Frequently Asked Questions (FAQs)

What is 'passporting' and why is it no longer available?

Passporting was a mechanism under EU law that allowed financial firms authorised in one EU member state to conduct business across all other member states without needing separate authorisations. After Brexit, the UK became a 'third country' to the EU, meaning UK-authorised firms lost their automatic passporting rights, and vice versa for EU firms operating in the UK.

What is a 'run-off' book of business?

A 'run-off' book refers to a portfolio of existing insurance policies that are no longer being actively sold but remain in force until their natural expiry or until all claims have been settled. Post-Brexit, managing these legacy books across the UK and EU has become complex due to the loss of passporting rights and varying national regulations.

How are UK firms managing existing EU policies?

UK firms managing existing EU policies are navigating a complex situation. Some EU member states have introduced specific run-off regimes, allowing for a managed wind-down or continued servicing under certain conditions. In other EU states, there are no specific provisions, leading to uncertainty and the need for bespoke solutions, which might involve seeking local authorisations or transferring portfolios.

What is the UK's Temporary Permissions Regime (TPR)?

The TPR was a temporary mechanism introduced by the UK to allow EU firms that had previously passported into the UK to continue operating for a limited period after Brexit, provided they had applied for full UK authorisation. It provided a crucial bridge, allowing firms to continue servicing UK clients while undertaking the necessary steps to become fully UK-authorised.

Will the EU grant equivalence to the UK?

The EU has stated it will consider equivalence decisions when it is in the EU's interest. While the UK has granted the EU full equivalence in areas like Solvency II, the EU has been more cautious, seeking clarity on the UK's future regulatory divergence plans. Therefore, immediate or comprehensive equivalence decisions from the EU are not guaranteed and are subject to ongoing political and regulatory discussions.

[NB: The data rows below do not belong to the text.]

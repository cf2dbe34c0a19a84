//! Geometry primitives shared by the frame policy and the animators.
//!
//! Everything here is plain value types. Frames are re-derived from these on
//! every layout pass; nothing caches a stale rectangle across container
//! changes.

/// A point in container coordinates.
#[derive(Debug, Clone, Copy, PartialEq, Default)]
pub struct Point {
    pub x: f32,
    pub y: f32,
}

impl Point {
    pub const fn new(x: f32, y: f32) -> Self {
        Self { x, y }
    }

    pub const fn zero() -> Self {
        Self { x: 0.0, y: 0.0 }
    }
}

#[derive(Debug, Clone, Copy, PartialEq)]
pub struct Size {
    pub width: f32,
    pub height: f32,
}

impl Size {
    pub const fn new(width: f32, height: f32) -> Self {
        Self { width, height }
    }

    pub const fn zero() -> Self {
        Self {
            width: 0.0,
            height: 0.0,
        }
    }

    pub fn is_empty(&self) -> bool {
        self.width <= 0.0 || self.height <= 0.0
    }
}

impl Default for Size {
    fn default() -> Self {
        Self::zero()
    }
}

/// An axis-aligned rectangle in container coordinates.
#[derive(Debug, Clone, Copy, PartialEq, Default)]
pub struct Rect {
    pub x: f32,
    pub y: f32,
    pub width: f32,
    pub height: f32,
}

impl Rect {
    pub const fn new(x: f32, y: f32, width: f32, height: f32) -> Self {
        Self {
            x,
            y,
            width,
            height,
        }
    }

    pub const fn from_size(size: Size) -> Self {
        Self {
            x: 0.0,
            y: 0.0,
            width: size.width,
            height: size.height,
        }
    }

    pub const fn size(&self) -> Size {
        Size::new(self.width, self.height)
    }

    pub const fn origin(&self) -> Point {
        Point::new(self.x, self.y)
    }

    pub fn max_x(&self) -> f32 {
        self.x + self.width
    }

    pub fn max_y(&self) -> f32 {
        self.y + self.height
    }

    pub fn offset(&self, dx: f32, dy: f32) -> Self {
        Self {
            x: self.x + dx,
            y: self.y + dy,
            ..*self
        }
    }

    pub fn contains(&self, x: f32, y: f32) -> bool {
        x >= self.x && x < self.max_x() && y >= self.y && y < self.max_y()
    }

    /// Whether `other` lies entirely inside this rectangle.
    pub fn encloses(&self, other: &Rect) -> bool {
        other.x >= self.x
            && other.y >= self.y
            && other.max_x() <= self.max_x()
            && other.max_y() <= self.max_y()
    }

    /// Whether the two rectangles share any area.
    pub fn intersects(&self, other: &Rect) -> bool {
        self.x < other.max_x()
            && self.max_x() > other.x
            && self.y < other.max_y()
            && self.max_y() > other.y
    }
}

#[cfg(test)]
mod tests {
    use super::*;

    #[test]
    fn test_rect_encloses() {
        let outer = Rect::new(0.0, 0.0, 100.0, 100.0);
        assert!(outer.encloses(&Rect::new(10.0, 10.0, 50.0, 50.0)));
        assert!(outer.encloses(&outer));
        assert!(!outer.encloses(&Rect::new(60.0, 60.0, 50.0, 50.0)));
        assert!(!outer.encloses(&Rect::new(-1.0, 0.0, 50.0, 50.0)));
    }

    #[test]
    fn test_rect_intersects() {
        let a = Rect::new(0.0, 0.0, 10.0, 10.0);
        assert!(a.intersects(&Rect::new(5.0, 5.0, 10.0, 10.0)));
        assert!(!a.intersects(&Rect::new(10.0, 0.0, 10.0, 10.0)));
        assert!(!a.intersects(&Rect::new(0.0, -10.0, 10.0, 10.0)));
    }

    #[test]
    fn test_rect_offset() {
        let r = Rect::new(1.0, 2.0, 3.0, 4.0);
        let moved = r.offset(10.0, -2.0);
        assert_eq!(moved, Rect::new(11.0, 0.0, 3.0, 4.0));
    }
}
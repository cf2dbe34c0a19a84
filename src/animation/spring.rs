/// Configuration for a physics-based spring transition.
#[derive(Clone, Copy, Debug, PartialEq)]
pub struct SpringConfig {
    /// Mass attached to the spring.
    pub mass: f32,
    /// Spring stiffness.
    pub stiffness: f32,
    /// Damping coefficient.
    pub damping: f32,
    /// Velocity at animation start, in normalized progress per second.
    /// Gesture-driven transitions seed this with the release velocity.
    pub initial_velocity: f32,
}

impl SpringConfig {
    /// Pleasant default with slight overshoot.
    pub const DEFAULT: Self = Self {
        mass: 1.0,
        stiffness: 180.0,
        damping: 11.0,
        initial_velocity: 0.0,
    };

    /// Quick response with minimal overshoot.
    pub const SNAPPY: Self = Self {
        mass: 1.0,
        stiffness: 250.0,
        damping: 14.0,
        initial_velocity: 0.0,
    };

    /// Subtle, fully damped motion.
    pub const GENTLE: Self = Self {
        mass: 1.0,
        stiffness: 120.0,
        damping: 15.0,
        initial_velocity: 0.0,
    };

    /// Derive the damping coefficient from a damping ratio (1.0 = critically
    /// damped, below 1.0 overshoots).
    pub fn with_damping_ratio(mut self, ratio: f32) -> Self {
        self.damping = ratio * 2.0 * (self.mass * self.stiffness).sqrt();
        self
    }

    pub fn with_initial_velocity(mut self, velocity: f32) -> Self {
        self.initial_velocity = velocity;
        self
    }
}

/// Running state of a spring simulation from 0.0 toward 1.0.
#[derive(Clone, Debug)]
pub struct SpringState {
    position: f32,
    velocity: f32,
    last_t: f32,
}

impl SpringState {
    pub fn new(config: &SpringConfig) -> Self {
        Self {
            position: 0.0,
            velocity: config.initial_velocity,
            last_t: 0.0,
        }
    }

    /// Advance the simulation to `elapsed_secs` since animation start and
    /// return the current position. The position may overshoot 1.0; the
    /// spring runs until it settles rather than for a fixed duration.
    pub fn step(&mut self, elapsed_secs: f32, config: &SpringConfig) -> f32 {
        let dt = (elapsed_secs - self.last_t).max(0.0);
        self.last_t = elapsed_secs;
        if dt < 1e-6 {
            return self.position;
        }

        // Cap the timestep for numerical stability.
        let dt = dt.min(0.033);

        let displacement = self.position - 1.0;
        let force = -config.stiffness * displacement - config.damping * self.velocity;
        let acceleration = force / config.mass;

        // Semi-implicit Euler.
        self.velocity += acceleration * dt;
        self.position += self.velocity * dt;
        self.position
    }

    /// Whether the spring has come to rest at the target.
    pub fn is_settled(&self, threshold: f32) -> bool {
        (self.position - 1.0).abs() < threshold && self.velocity.abs() < threshold
    }
}

#[cfg(test)]
mod tests {
    use super::*;

    fn run(config: SpringConfig, seconds: f32) -> SpringState {
        let mut state = SpringState::new(&config);
        let frames = (seconds * 60.0) as usize;
        for i in 0..=frames {
            state.step(i as f32 / 60.0, &config);
        }
        state
    }

    #[test]
    fn test_spring_settles_at_target() {
        let state = run(SpringConfig::DEFAULT, 3.0);
        assert!(
            state.is_settled(0.05),
            "spring did not settle: {:?}",
            state
        );
    }

    #[test]
    fn test_underdamped_spring_overshoots() {
        let config = SpringConfig::DEFAULT.with_damping_ratio(0.4);
        let mut state = SpringState::new(&config);
        let mut max: f32 = 0.0;
        for i in 0..180 {
            max = max.max(state.step(i as f32 / 60.0, &config));
        }
        assert!(max > 1.0, "underdamped spring should overshoot, max {max}");
    }

    #[test]
    fn test_initial_velocity_carries_through() {
        let fast = SpringConfig::GENTLE.with_initial_velocity(5.0);
        let slow = SpringConfig::GENTLE;
        let mut fast_state = SpringState::new(&fast);
        let mut slow_state = SpringState::new(&slow);
        let fast_pos = fast_state.step(0.1, &fast);
        let slow_pos = slow_state.step(0.1, &slow);
        assert!(fast_pos > slow_pos);
    }
}
//! The public-facing coordinator an application configures and hands to the
//! host toolkit's transitioning hooks.

use std::cell::RefCell;
use std::rc::Rc;

use crate::config::{AdaptationStyle, Direction, Position, RelativeSize, SizeClass, VisualEffect};
use crate::controller::PresentationController;
use crate::geometry::{Point, Rect};
use crate::transition::{
    FrameBehavior, InteractiveTransition, TransitionAnimator, TransitionPhase,
};
use crate::animation::AnimationConfig;

/// Which of the two pop-up animator revisions drives the transition.
#[derive(Debug, Clone, Copy, PartialEq, Eq, Default)]
pub enum PopUpAnimation {
    /// Keep the presented frame fixed and fade opacity over half a second.
    #[default]
    Fade,
    /// Slide up from the bottom edge over a quarter second.
    Move,
}

/// The presentation flavor and its geometry configuration.
#[derive(Debug, Clone, PartialEq)]
pub enum PresentationStyle {
    /// Edge-attached panel sliding in from `direction`.
    SlideIn {
        direction: Direction,
        relative_size: RelativeSize,
    },
    /// Card floating over the parent at `position`.
    PopUp {
        position: Position,
        animation: PopUpAnimation,
    },
}

/// Relay carrying the live interactive transition from the presentation
/// controller to the coordinator.
///
/// The controller reports `transition_started` when a drag begins and
/// `transition_ended` when it concludes; the coordinator only ever reads the
/// slot when the toolkit asks for a dismissal transitioner. Everything runs
/// on the UI thread, so a plain shared cell suffices.
#[derive(Clone, Default)]
pub struct InteractionRelay {
    slot: Rc<RefCell<Option<InteractiveTransition>>>,
}

impl InteractionRelay {
    pub fn transition_started(&self, transition: InteractiveTransition) {
        *self.slot.borrow_mut() = Some(transition);
    }

    pub fn transition_ended(&self) {
        *self.slot.borrow_mut() = None;
    }

    pub fn current(&self) -> Option<InteractiveTransition> {
        self.slot.borrow().clone()
    }
}

/// Factory and policy object for one presentation configuration.
///
/// The host configures `style`, `visual_effect` and the adaptation flag, then
/// asks for the pieces of a presentation request: a presentation controller,
/// a presentation- and a dismissal-phase animator, and (only while a drag is
/// in flight) the interactive transitioner for dismissal. Animators are
/// created fresh per request and discarded after their single run; the
/// coordinator owns neither them nor the controller.
pub struct PresentationCoordinator {
    pub style: PresentationStyle,
    pub visual_effect: VisualEffect,
    /// Slide-in only: fall back to a full-screen presentation when the
    /// vertical size class is compact.
    pub disable_compact_vertical: bool,
    relay: InteractionRelay,
}

impl PresentationCoordinator {
    pub fn new(style: PresentationStyle, visual_effect: VisualEffect) -> Self {
        Self {
            style,
            visual_effect,
            disable_compact_vertical: false,
            relay: InteractionRelay::default(),
        }
    }

    /// Slide-in defaults: full-width bottom sheet at 70% height behind a
    /// half-dimmed backdrop.
    pub fn slide_in() -> Self {
        Self::new(
            PresentationStyle::SlideIn {
                direction: Direction::Bottom,
                relative_size: RelativeSize::default(),
            },
            VisualEffect::Dimming {
                alpha: crate::config::UnitInterval::HALF,
            },
        )
    }

    /// Pop-up defaults: a small explicit frame behind a light blur.
    pub fn pop_up() -> Self {
        Self::new(
            PresentationStyle::PopUp {
                position: Position::Frame(Rect::new(50.0, 20.0, 50.0, 50.0)),
                animation: PopUpAnimation::default(),
            },
            VisualEffect::blur(crate::config::BlurStyle::Light),
        )
    }

    /// Build the presentation controller for one presentation request.
    /// `request_dismissal` is invoked when the backdrop is tapped or a
    /// dismissal drag begins; the host should start its dismissal flow in
    /// response.
    pub fn presentation_controller(
        &self,
        request_dismissal: impl Fn() + 'static,
    ) -> PresentationController {
        PresentationController::new(
            self.style.clone(),
            self.visual_effect,
            self.relay.clone(),
            Rc::new(request_dismissal),
        )
    }

    pub fn presentation_animator(&self) -> TransitionAnimator {
        self.animator(TransitionPhase::Presentation)
    }

    pub fn dismissal_animator(&self) -> TransitionAnimator {
        self.animator(TransitionPhase::Dismissal)
    }

    fn animator(&self, phase: TransitionPhase) -> TransitionAnimator {
        let (behavior, config) = match &self.style {
            PresentationStyle::SlideIn { direction, .. } => {
                (FrameBehavior::SlideFrom(*direction), AnimationConfig::slide())
            }
            PresentationStyle::PopUp { animation, .. } => match animation {
                PopUpAnimation::Fade => (FrameBehavior::Fade, AnimationConfig::fade()),
                PopUpAnimation::Move => (
                    FrameBehavior::SlideFrom(Direction::Bottom),
                    AnimationConfig::slide(),
                ),
            },
        };
        TransitionAnimator::new(phase, behavior, config)
    }

    /// The interactive transitioner for the dismissal currently being driven
    /// by a gesture, if any. Presentation is never interactive.
    pub fn interaction_controller_for_dismissal(&self) -> Option<InteractiveTransition> {
        self.relay.current()
    }

    /// Adaptation decision for the current traits: slide-in presentations
    /// opt into full-screen under a compact vertical size class when the
    /// flag is set; everything else keeps the custom presentation.
    pub fn adaptive_style(&self, vertical: SizeClass) -> AdaptationStyle {
        let slide_in = matches!(self.style, PresentationStyle::SlideIn { .. });
        if slide_in && vertical == SizeClass::Compact && self.disable_compact_vertical {
            log::trace!("adapting to full screen for compact vertical size class");
            AdaptationStyle::OverFullScreen
        } else {
            AdaptationStyle::None
        }
    }
}

impl PresentationStyle {
    /// Convenience for an explicitly positioned pop-up card.
    pub fn pop_up_at(center: Point, aspect_ratio: f32, relative_size: crate::config::UnitInterval) -> Self {
        PresentationStyle::PopUp {
            position: Position::At {
                center,
                aspect_ratio,
                relative_size,
            },
            animation: PopUpAnimation::default(),
        }
    }
}

#[cfg(test)]
mod tests {
    use super::*;

    #[test]
    fn test_animators_match_style() {
        let coordinator = PresentationCoordinator::slide_in();
        let presentation = coordinator.presentation_animator();
        let dismissal = coordinator.dismissal_animator();
        assert_eq!(presentation.phase(), TransitionPhase::Presentation);
        assert_eq!(dismissal.phase(), TransitionPhase::Dismissal);
        assert_eq!(presentation.duration(), AnimationConfig::SLIDE_DURATION);
    }

    #[test]
    fn test_pop_up_fade_is_default_policy() {
        let coordinator = PresentationCoordinator::pop_up();
        let animator = coordinator.presentation_animator();
        assert_eq!(animator.duration(), AnimationConfig::FADE_DURATION);
    }

    #[test]
    fn test_pop_up_move_policy_uses_slide_duration() {
        let mut coordinator = PresentationCoordinator::pop_up();
        if let PresentationStyle::PopUp { animation, .. } = &mut coordinator.style {
            *animation = PopUpAnimation::Move;
        }
        let animator = coordinator.dismissal_animator();
        assert_eq!(animator.duration(), AnimationConfig::SLIDE_DURATION);
    }

    #[test]
    fn test_no_interactive_transitioner_without_gesture() {
        let coordinator = PresentationCoordinator::slide_in();
        assert!(coordinator.interaction_controller_for_dismissal().is_none());
    }

    #[test]
    fn test_relay_round_trip() {
        let relay = InteractionRelay::default();
        let transition = InteractiveTransition::new();
        relay.transition_started(transition);
        assert!(relay.current().is_some());
        relay.transition_ended();
        assert!(relay.current().is_none());
    }

    #[test]
    fn test_adaptive_style_compact_opt_out() {
        let mut coordinator = PresentationCoordinator::slide_in();
        assert_eq!(
            coordinator.adaptive_style(SizeClass::Compact),
            AdaptationStyle::None
        );
        coordinator.disable_compact_vertical = true;
        assert_eq!(
            coordinator.adaptive_style(SizeClass::Compact),
            AdaptationStyle::OverFullScreen
        );
        assert_eq!(
            coordinator.adaptive_style(SizeClass::Regular),
            AdaptationStyle::None
        );
    }

    #[test]
    fn test_pop_up_never_adapts() {
        let mut coordinator = PresentationCoordinator::pop_up();
        coordinator.disable_compact_vertical = true;
        assert_eq!(
            coordinator.adaptive_style(SizeClass::Compact),
            AdaptationStyle::None
        );
    }
}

What should firms do to ensure compliance in the new landscape?

Firms must maintain robust internal compliance frameworks, secure appropriate authorisations in all relevant jurisdictions (UK and EU), actively manage legacy business, and stay continuously informed about evolving regulatory requirements and any future agreements or declarations between the UK and EU. Engaging with legal and regulatory experts is crucial for navigating these complexities.